Fox Corp. board member Paul Ryan says Trump will “go after” health care reform in second term
Ryan says health care repeal will “get the debt under control” — after he exploded it
Written by Eric Kleefeld
Published
Fox News’ parent company board member Paul Ryan, who previously served as speaker of the House, made a bold prediction Tuesday: If President Donald Trump wins a second term, he will take on the issue of health care again — which would devastate people’s lives if it comes to fruition.
The potential impact of repealing the Affordable Care Act, as Republicans tried and failed to do in 2017, would mean tens of millions more people living without health insurance or paying increased premiums, and insurance companies would again be allowed to deny coverage due to preexisting conditions. Indeed, Ryan gave a presentation on the issue in 2017 in which he appeared to object to the whole principle of health insurance in the first place and spoke positively of switching over to an economy of individual price-shopping for important medical procedures.
As a result of these high stakes, health care was a major issue that drove Democratic victories in 2018. (And the Trump administration is still trying to get the whole ACA thrown out in court.)

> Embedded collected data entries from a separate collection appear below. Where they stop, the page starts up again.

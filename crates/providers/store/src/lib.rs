#![doc = include_str!("../README.md")]
#![cfg_attr(docsrs, feature(doc_cfg, doc_auto_cfg))]
#![cfg_attr(not(test), warn(unused_crate_dependencies))]

#[macro_use]
extern crate tracing;

mod elastic;
pub use elastic::{ElasticConfig, ElasticStore, RefreshPolicy};

mod error;
pub use error::{QueryError, SchemaError, StoreError, WriteError};

mod mapping;
pub use mapping::{IndexSettings, block_index_body};

mod query;
pub use query::{BlockHit, BlockHits, QueryFacade};

mod schema;
pub use schema::{IndexStatus, SchemaManager};

mod traits;
pub use traits::DocumentStore;

mod types;
pub use types::{
    ClusterInfo, ClusterVersion, CreateIndexResponse, Hit, IndexResponse, SearchHits,
    SearchRequest, SearchResponse, TotalHits,
};

mod writer;
pub use writer::{DocumentWriter, WriteAck};

#[cfg(any(test, feature = "test-utils"))]
mod memory;
#[cfg(any(test, feature = "test-utils"))]
pub use memory::InMemoryStore;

Ryan made his prediction Tuesday in Abu Dhabi, United Arab Emirates, at the Middle East and Africa Summit hosted by the Milken Institute, an economic think tank founded by Michael Milken — who is both a noted philanthropist and one of the most notorious corporate criminals of the 1980s.
Citation From a February 11, 2020, video uploaded to YouTube by the Milken Institute
PAUL RYAN (FOX CORP. BOARD MEMBER): I think you'll see, I think the president will probably put an effort in health care reform again, which is absolutely necessary if you want to get the debt under control. The only bill that we didn't pass, of our list of things that we said we would do, was our health care legislation. It failed by — it passed the House, but it failed by one vote in the Senate. That would've done a lot to unlock choice and competition in health care, lower prices, lower premiums, and reduce the national debt. I think in a second Trump term, he'll go after that.
At the same time, the budget deficit and national debt are issues that Trump and Ryan themselves have only made much, much worse. Ryan had long maintained a reputation in Washington media as a deficit hawk, though his actual record by the time he left office ought to show just how wrong that perception really was.
Total federal debt issued in 2018, the last full year Ryan was House speaker, hit more than $1.3 trillion — the highest since the Great Recession, when Ryan had been a staunch critic of the Obama administration’s economic stimulus policies. Much of the growing deficit and debt can be attributed to the 2017 tax cut package that Ryan himself championed and still boasts of as an accomplishment (as he did during his discussion at the Milken Institute summit).
Ryan’s obvious answer to the debt problem that he made a whole lot worse is not to undo any of his tax cuts for the wealthy — but to “go after” health insurance instead.